CHENGDU, China (Reuters) - The biggest migration in human history has gone into reverse.
China’s ocean of blue-collar workers is streaming back to the country’s farming hinterland, bringing thwarted aspirations and rising discontent in tow as their city jobs, their paths out of poverty, fall victim to the global economic crisis.
Train K192 is a daily conduit of the reversing flow.
Every afternoon it pulls into Chengdu, capital of populous Sichuan province, after a 31-hour trip from Guangzhou, center of China’s once-thriving export heartland.
Hundreds of weary passengers, some of whom stand through the entire journey because seats are sold out, straggle into the grey light of the Chengdu winter and an uncertain future.
“Lots of factories have closed. Mine shut about three months ago. There was nothing to do, so I came home,” said Wu Hao, 21, sporting a stylish striped sweater and a sleek metal suitcase.
After a year spent making circuit boards in Guangzhou, he was heading back to his family’s patch of farmland, a full month before the Chinese new year when he would usually visit home.
Officials estimate that more than 10 million migrant laborers have already returned to the countryside as thousands of companies have been dragged under by weak global demand for everything from clothes to cars.
The government, always concerned about social instability, is now on high alert, fearful of the consequences of a huge mass of jobless, disappointed, rootless young men.
Beijing has urged firms to avoid cutting jobs despite falling profits, and many bosses have obliged by retaining workers but giving them unpaid leave.
“Sales were really bad and the boss just kept giving us holidays. We had 15 days off last month,” said Tan Jun, who also clambered off train K192 in Chengdu. “Next year I won’t go back.”
With an impish smile, Tan looked more like a student than the factory hand he had been for a drug company in Dongguan, an industrial city next to Guangzhou.
“MENACE TO STABILITY”
Over the past three decades, about 130 million people have left China’s countryside for the smokestacks, assembly lines and construction sites of cities.

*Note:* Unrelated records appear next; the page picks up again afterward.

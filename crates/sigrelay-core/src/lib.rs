pub mod envelope;
pub mod errors;
pub mod ids;
pub mod role;

pub use envelope::{Inbound, Outbound};
pub use errors::RelayError;
pub use ids::{ConnectionId, ConnectionKey};
pub use role::Role;
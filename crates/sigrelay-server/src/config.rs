//! Relay configuration.

use std::net::{IpAddr, SocketAddr};
use std::path::{Path, PathBuf};
use std::time::Duration;

use serde::{Deserialize, Serialize};

/// Configuration for the relay server.
#[derive(Clone, Debug, PartialEq, Eq, Serialize, Deserialize)]
#[serde(default)]
pub struct RelayConfig {
    /// Address to bind (default `"0.0.0.0"`).
    pub host: IpAddr,
    /// Port to bind (default `8080`, `0` for auto-assign).
    pub port: u16,
    /// Maximum concurrent WebSocket connections.
    pub max_connections: usize,
    /// Frames buffered per connection before sends to it start failing.
    pub outbound_queue: usize,
    /// Events buffered in front of the relay actor.
    pub event_queue: usize,
    /// Interval between server pings, in seconds.
    pub heartbeat_interval_secs: u64,
    /// Close a connection after this long without a pong, in seconds.
    pub heartbeat_timeout_secs: u64,
    /// Max WebSocket message size in bytes.
    pub max_message_size: usize,
    /// Log a registry snapshot this often, in seconds. `0` disables it.
    pub snapshot_interval_secs: u64,
    /// Directory served for non-API paths, if any.
    pub static_dir: Option<PathBuf>,
}

impl Default for RelayConfig {
    fn default() -> Self {
        Self {
            host: IpAddr::from([0, 0, 0, 0]),
            port: 8080,
            max_connections: 256,
            outbound_queue: 64,
            event_queue: 1024,
            heartbeat_interval_secs: 30,
            heartbeat_timeout_secs: 90,
            max_message_size: 64 * 1024,
            snapshot_interval_secs: 0,
            static_dir: None,
        }
    }
}

#[derive(Debug, thiserror::Error)]
pub enum ConfigError {
    #[error("failed to read {path}: {source}")]
    Read {
        path: PathBuf,
        source: std::io::Error,
    },
    #[error("failed to parse {path}: {source}")]
    Parse {
        path: PathBuf,
        source: serde_json::Error,
    },
}

impl RelayConfig {
    /// Load a JSON config file. Missing keys take their defaults.
    pub fn from_file(path: &Path) -> Result<Self, ConfigError> {
        let text = std::fs::read_to_string(path).map_err(|source| ConfigError::Read {
            path: path.to_path_buf(),
            source,
        })?;
        serde_json::from_str(&text).map_err(|source| ConfigError::Parse {
            path: path.to_path_buf(),
            source,
        })
    }

    pub fn socket_addr(&self) -> SocketAddr {
        SocketAddr::new(self.host, self.port)
    }

    pub fn heartbeat_interval(&self) -> Duration {
        Duration::from_secs(self.heartbeat_interval_secs.max(1))
    }

    pub fn heartbeat_timeout(&self) -> Duration {
        Duration::from_secs(self.heartbeat_timeout_secs.max(1))
    }

    pub fn snapshot_interval(&self) -> Option<Duration> {
        (self.snapshot_interval_secs > 0).then(|| Duration::from_secs(self.snapshot_interval_secs))
    }
}
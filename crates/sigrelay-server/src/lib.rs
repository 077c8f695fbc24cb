//! # sigrelay-server
//!
//! Axum HTTP + `WebSocket` signaling relay.
//!
//! - `WebSocket` gateway at `/ws`: per-connection reader/writer tasks, heartbeat
//! - Single relay actor owning the connection registry
//! - Role registration (`host` / `client`) and opposite-role forwarding
//! - Client-count and request-offer notifications to hosts
//! - `/health`, `/metrics`, optional static file serving
//! - Graceful shutdown via `CancellationToken`

#![deny(unsafe_code)]

pub mod config;
pub mod connection;
pub mod health;
pub mod lifecycle;
pub mod metrics;
pub mod notify;
pub mod registry;
pub mod relay;
pub mod router;
pub mod server;
pub mod session;
pub mod shutdown;

pub use config::{ConfigError, RelayConfig};
pub use relay::{Relay, RelayEvent, RelayHandle};
pub use server::{start, ServerHandle};
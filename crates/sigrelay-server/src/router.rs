//! Inbound message routing: registration, authorization, role fan-out.

use metrics::counter;
use sigrelay_core::{ConnectionId, ConnectionKey, Inbound, Outbound, RelayError, Role};
use tracing::{debug, info, warn};

use crate::connection::Frame;
use crate::metrics::{
    payload_kind_label, RELAY_MESSAGES_REJECTED_TOTAL, RELAY_MESSAGES_ROUTED_TOTAL,
    RELAY_REGISTRATIONS_TOTAL,
};
use crate::notify;
use crate::registry::{Registry, RoleAssignment};

/// What happened to one inbound message.
#[derive(Clone, Debug, PartialEq, Eq)]
pub enum RouteOutcome {
    /// The sender declared a role (or repeated the one it had).
    Registered {
        id: ConnectionId,
        role: Role,
        assignment: RoleAssignment,
    },
    /// A payload was forwarded to `recipients` connections (possibly zero).
    Forwarded { kind: String, recipients: usize },
    /// The message was refused; the sender got an `error` reply if it is
    /// still registered.
    Rejected(RelayError),
}

/// Handle one text frame from `sender`.
///
/// Routable payloads are forwarded as the exact `raw` text.
pub fn route(registry: &mut Registry, sender: &ConnectionKey, raw: &str) -> RouteOutcome {
    let outcome = match Inbound::parse(raw) {
        Ok(Inbound::Register(role)) => register(registry, sender, role),
        Ok(Inbound::Payload { kind }) => forward(registry, sender, kind, raw),
        Err(e) => Err(e),
    };

    match outcome {
        Ok(outcome) => outcome,
        Err(e) => reject(registry, sender, e),
    }
}

fn reject(registry: &Registry, sender: &ConnectionKey, err: RelayError) -> RouteOutcome {
    counter!(RELAY_MESSAGES_REJECTED_TOTAL, "kind" => err.error_kind()).increment(1);
    match registry.get(sender) {
        Some(record) => {
            debug!(conn_id = %record.id, error = %err, "rejected message");
            let _ = notify::error_message(&record.connection, err.reply_text());
        }
        None => warn!(conn = %sender, error = %err, "message from unknown connection"),
    }
    RouteOutcome::Rejected(err)
}

fn register(
    registry: &mut Registry,
    sender: &ConnectionKey,
    role: Role,
) -> Result<RouteOutcome, RelayError> {
    let assignment = registry.set_role(sender, role)?;
    let record = registry
        .get(sender)
        .ok_or(RelayError::UnregisteredConnection)?;
    let id = record.id;
    let _ = notify::send(&record.connection, &Outbound::registered(role));

    if assignment == RoleAssignment::Assigned {
        counter!(RELAY_REGISTRATIONS_TOTAL, "role" => role.as_str()).increment(1);
        info!(conn_id = %id, %role, "connection registered");
        if role == Role::Client {
            let _ = notify::broadcast_client_count(registry);
            let _ = notify::request_offer(registry, id);
        }
    }

    Ok(RouteOutcome::Registered {
        id,
        role,
        assignment,
    })
}

fn forward(
    registry: &Registry,
    sender: &ConnectionKey,
    kind: String,
    raw: &str,
) -> Result<RouteOutcome, RelayError> {
    let record = registry
        .get(sender)
        .ok_or(RelayError::UnregisteredConnection)?;
    let role = record.role.ok_or(RelayError::NotRegistered)?;
    let target = role.opposite();

    let recipients = notify::fan_out(registry, target, Some(sender), &Frame::from(raw), &kind);
    counter!(RELAY_MESSAGES_ROUTED_TOTAL, "kind" => payload_kind_label(&kind)).increment(1);
    debug!(
        conn_id = %record.id,
        from = %role,
        to = %target,
        kind = kind.as_str(),
        recipients,
        "forwarded payload"
    );

    Ok(RouteOutcome::Forwarded { kind, recipients })
}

That migration, described as the world’s biggest ever by the United Nations, has underpinned the country’s heady growth and also given its poorest citizens a share of the spoils, as urban residents’ incomes are much higher than farmers’.
Known as China’s “floating population,” laborers rarely settle permanently where they work -- effectively prohibited from doing so by residency rules -- and return in droves to their hometowns for the Chinese lunar new year.
State media have put the best possible gloss on the in-bound tide of migrants under way: they are simply returning home early, one month ahead of the Year of the Ox which begins on January 26.
But China is heading into uncharted territory and the picture could deteriorate quickly. Many economists forecast growth next year of less than 7.5 percent, the country’s lowest since 1990 and a level that would swell the ranks of the jobless.
“The redistribution of wealth through theft and robbery could dramatically increase and menaces to social stability will grow,” Zhou Tianyong, a leading Communist Party scholar, wrote this month in a newspaper issued by a state think-tank.
Workers and officials alike hope the migration reversal is only temporary, but the numbers are too vast to ignore. The social security ministry says 10 percent of all migrants have already gone back to the countryside.
China, in the short term at least, is pinning its hopes on a smooth absorption of the returnees.
“We expect that there will be a big change early next year, probably in March or April,” said Wang Min, a director at the Yuhui Labor Market in Chengdu. “A lot of people will stay here in Sichuan to look for work and not go to other provinces.”
If so, they could be redrawing China’s economic map.
Coastal provinces have long been the wealthiest in China and the main destination for migrants. But they have borne the brunt of falling exports, while the country’s poorer hinterland is more closely tied to domestic fortunes that could rise on the back of a hefty government stimulus spending.
“We are seeing quite a few good, talented people come our way from Guangdong, people with business experience and skills,” said Wei Chengyi, manager at Chengdu Doulton Trading Co., which sells ceramic filters. “It’s a big help for us.”
Unveiling its rural policy priorities for next year, the government said on Sunday that it will encourage unemployed people who return home to start their own businesses. Officials in Chongqing and Henan, two big sources of migrants, have already pledged to lend seed money.
Reconstruction after the devastating earthquake centered on Sichuan this year has also created a huge need for labor that will sop up some of the floating population.
“I‘m not worried. There are still places you can find a job. And when you’ve got a lot of friends, it’s quite easy,” said Long Zhaojun, who had spent nearly four years in coastal factories.
Just off the train in Chengdu, Long said he would stay in the bustling city of 10 million for a while to hunt for jobs and have some fun. He was in no rush to return to his farming village.